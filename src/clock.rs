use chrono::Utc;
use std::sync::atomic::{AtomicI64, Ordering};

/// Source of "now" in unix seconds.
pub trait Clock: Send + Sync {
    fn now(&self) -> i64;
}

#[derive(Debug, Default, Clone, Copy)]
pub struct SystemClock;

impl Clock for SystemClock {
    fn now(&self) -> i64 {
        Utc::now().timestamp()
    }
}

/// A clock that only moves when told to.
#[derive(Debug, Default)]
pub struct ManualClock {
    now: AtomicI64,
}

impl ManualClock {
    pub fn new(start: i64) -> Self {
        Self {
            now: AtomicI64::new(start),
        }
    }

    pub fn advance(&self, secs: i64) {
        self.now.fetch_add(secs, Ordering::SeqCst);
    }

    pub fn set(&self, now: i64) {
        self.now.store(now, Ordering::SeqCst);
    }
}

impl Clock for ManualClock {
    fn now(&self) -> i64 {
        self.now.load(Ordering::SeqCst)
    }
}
★ ★ ★ ★
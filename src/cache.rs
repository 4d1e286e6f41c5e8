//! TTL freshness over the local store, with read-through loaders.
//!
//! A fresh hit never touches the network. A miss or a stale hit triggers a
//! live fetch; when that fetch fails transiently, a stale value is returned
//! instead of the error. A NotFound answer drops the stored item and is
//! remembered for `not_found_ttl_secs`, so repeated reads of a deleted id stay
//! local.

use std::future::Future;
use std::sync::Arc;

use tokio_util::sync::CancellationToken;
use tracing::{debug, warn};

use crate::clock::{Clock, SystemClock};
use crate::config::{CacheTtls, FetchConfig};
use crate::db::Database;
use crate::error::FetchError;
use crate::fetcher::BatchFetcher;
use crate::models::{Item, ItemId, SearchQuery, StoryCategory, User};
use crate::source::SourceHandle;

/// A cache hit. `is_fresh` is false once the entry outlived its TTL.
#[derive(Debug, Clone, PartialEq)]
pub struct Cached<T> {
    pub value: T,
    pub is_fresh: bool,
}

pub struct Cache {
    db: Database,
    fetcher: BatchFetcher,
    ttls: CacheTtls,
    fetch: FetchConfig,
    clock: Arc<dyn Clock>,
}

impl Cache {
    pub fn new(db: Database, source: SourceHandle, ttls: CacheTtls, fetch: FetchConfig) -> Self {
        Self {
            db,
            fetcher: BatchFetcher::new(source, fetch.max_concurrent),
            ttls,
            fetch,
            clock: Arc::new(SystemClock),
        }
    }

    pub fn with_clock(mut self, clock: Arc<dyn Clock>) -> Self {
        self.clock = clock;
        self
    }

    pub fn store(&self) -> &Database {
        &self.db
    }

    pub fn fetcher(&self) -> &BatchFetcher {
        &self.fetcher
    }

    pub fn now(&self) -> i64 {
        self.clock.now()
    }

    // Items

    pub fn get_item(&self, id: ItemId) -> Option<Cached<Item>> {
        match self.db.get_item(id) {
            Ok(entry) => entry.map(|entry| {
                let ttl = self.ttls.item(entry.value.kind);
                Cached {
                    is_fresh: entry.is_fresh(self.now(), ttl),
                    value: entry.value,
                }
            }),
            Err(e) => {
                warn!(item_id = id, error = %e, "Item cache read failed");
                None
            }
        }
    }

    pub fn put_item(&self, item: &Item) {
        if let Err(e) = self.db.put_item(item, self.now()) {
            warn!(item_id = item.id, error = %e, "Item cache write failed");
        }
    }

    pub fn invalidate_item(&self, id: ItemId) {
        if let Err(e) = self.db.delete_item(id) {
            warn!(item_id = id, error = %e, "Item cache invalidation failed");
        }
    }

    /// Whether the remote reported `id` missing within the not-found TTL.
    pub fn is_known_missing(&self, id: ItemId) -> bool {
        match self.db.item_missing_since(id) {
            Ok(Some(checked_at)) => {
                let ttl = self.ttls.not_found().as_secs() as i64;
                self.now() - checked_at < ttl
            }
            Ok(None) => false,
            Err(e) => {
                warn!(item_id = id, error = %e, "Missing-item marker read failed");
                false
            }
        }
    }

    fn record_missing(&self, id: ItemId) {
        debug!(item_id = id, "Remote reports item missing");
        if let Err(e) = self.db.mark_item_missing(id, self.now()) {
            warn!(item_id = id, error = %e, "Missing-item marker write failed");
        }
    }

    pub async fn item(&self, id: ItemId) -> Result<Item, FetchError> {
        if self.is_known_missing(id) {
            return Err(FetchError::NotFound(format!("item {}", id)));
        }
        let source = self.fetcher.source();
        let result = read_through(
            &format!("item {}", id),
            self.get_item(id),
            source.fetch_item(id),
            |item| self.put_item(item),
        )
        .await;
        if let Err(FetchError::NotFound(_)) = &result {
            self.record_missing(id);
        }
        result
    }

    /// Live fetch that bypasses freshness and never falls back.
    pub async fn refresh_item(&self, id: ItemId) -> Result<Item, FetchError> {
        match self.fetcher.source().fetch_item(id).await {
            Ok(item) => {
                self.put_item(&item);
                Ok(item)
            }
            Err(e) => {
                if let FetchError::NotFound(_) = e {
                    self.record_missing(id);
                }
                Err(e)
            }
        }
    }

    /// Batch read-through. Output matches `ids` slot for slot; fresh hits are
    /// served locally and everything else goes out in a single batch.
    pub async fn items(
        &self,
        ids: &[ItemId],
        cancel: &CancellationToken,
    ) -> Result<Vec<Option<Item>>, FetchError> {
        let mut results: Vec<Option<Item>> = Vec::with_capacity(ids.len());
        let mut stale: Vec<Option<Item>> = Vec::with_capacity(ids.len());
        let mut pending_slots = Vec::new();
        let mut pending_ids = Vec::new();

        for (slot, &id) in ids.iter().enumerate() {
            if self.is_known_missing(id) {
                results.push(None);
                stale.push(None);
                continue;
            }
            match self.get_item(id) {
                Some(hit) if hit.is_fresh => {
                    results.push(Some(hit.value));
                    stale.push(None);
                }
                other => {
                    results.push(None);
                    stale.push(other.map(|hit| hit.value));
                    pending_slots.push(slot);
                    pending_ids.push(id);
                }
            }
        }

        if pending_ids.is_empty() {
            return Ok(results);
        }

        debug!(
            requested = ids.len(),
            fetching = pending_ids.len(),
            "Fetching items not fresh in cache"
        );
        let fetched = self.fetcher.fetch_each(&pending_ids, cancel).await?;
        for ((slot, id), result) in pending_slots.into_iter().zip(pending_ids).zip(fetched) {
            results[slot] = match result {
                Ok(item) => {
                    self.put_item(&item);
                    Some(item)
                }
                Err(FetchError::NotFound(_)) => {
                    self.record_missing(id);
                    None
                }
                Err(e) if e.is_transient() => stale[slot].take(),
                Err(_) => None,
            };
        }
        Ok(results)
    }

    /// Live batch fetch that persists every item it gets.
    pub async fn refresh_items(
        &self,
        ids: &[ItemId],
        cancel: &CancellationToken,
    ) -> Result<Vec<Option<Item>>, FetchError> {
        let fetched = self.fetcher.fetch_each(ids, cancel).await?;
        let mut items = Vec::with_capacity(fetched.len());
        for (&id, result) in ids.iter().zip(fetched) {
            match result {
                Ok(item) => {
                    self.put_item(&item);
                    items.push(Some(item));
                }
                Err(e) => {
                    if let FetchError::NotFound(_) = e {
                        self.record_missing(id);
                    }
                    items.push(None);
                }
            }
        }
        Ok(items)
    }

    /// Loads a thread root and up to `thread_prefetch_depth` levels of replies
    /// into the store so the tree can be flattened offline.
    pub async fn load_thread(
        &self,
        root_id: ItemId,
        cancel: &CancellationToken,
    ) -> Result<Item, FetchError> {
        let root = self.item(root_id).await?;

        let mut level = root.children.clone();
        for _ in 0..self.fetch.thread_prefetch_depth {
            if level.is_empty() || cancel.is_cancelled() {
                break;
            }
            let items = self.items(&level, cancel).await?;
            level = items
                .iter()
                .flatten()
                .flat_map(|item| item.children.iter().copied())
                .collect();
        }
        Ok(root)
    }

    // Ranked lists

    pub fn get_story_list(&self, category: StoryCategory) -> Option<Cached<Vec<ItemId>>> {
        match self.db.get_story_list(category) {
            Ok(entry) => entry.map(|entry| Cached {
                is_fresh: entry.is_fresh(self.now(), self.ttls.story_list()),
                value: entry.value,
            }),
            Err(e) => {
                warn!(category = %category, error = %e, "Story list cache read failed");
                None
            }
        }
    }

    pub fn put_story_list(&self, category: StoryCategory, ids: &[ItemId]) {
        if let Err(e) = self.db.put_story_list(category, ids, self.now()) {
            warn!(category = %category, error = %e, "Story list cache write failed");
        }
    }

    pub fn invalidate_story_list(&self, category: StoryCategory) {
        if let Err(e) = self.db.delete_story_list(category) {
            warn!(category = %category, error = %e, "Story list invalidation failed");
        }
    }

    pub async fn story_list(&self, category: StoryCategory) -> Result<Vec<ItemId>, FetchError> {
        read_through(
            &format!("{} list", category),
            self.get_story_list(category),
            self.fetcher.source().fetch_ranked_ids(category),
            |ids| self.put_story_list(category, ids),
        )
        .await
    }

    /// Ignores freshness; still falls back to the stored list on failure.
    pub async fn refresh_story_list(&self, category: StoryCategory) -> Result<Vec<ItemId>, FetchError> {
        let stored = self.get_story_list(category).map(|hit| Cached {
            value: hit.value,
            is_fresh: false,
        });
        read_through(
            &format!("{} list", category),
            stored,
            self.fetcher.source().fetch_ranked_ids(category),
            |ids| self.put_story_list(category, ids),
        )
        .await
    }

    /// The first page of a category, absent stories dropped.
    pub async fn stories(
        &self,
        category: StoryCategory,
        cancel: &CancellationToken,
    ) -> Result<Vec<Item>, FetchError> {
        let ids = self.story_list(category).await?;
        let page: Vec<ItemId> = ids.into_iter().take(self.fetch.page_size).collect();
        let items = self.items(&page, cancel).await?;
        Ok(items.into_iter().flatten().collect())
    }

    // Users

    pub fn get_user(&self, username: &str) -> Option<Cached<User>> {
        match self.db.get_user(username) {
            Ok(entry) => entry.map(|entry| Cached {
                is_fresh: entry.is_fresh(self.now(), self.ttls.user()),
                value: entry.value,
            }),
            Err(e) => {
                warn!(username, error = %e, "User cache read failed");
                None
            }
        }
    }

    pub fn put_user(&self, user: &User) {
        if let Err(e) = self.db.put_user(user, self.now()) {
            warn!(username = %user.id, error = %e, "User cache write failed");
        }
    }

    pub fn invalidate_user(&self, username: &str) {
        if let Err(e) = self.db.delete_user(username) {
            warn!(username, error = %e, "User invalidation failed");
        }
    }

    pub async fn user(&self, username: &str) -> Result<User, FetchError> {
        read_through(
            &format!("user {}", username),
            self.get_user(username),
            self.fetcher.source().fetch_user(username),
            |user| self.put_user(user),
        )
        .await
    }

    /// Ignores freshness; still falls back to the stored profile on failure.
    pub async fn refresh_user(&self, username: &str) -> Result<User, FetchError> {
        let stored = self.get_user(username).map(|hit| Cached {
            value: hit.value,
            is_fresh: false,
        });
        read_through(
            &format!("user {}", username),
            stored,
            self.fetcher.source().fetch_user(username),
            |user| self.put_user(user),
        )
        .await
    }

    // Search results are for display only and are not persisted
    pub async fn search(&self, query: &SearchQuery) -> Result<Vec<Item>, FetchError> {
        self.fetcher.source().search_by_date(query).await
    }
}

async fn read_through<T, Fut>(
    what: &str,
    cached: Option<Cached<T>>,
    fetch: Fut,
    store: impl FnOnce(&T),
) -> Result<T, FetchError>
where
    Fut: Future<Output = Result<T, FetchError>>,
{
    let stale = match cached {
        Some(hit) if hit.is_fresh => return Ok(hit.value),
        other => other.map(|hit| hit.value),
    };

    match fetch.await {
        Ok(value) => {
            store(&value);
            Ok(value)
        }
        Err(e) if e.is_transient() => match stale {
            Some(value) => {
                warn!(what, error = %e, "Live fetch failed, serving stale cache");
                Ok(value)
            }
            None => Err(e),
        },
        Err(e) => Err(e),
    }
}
★ ★ ★ ★
● **ABOUT THIS TASK**: Whenever "Database" occurs in a line of the entries, copy that line.

● **RESULT FOR THIS TASK**:
use crate::db::Database;
    db: Database,
    pub fn new(db: Database, source: SourceHandle, ttls: CacheTtls, fetch: FetchConfig) -> Self {
    pub fn store(&self) -> &Database {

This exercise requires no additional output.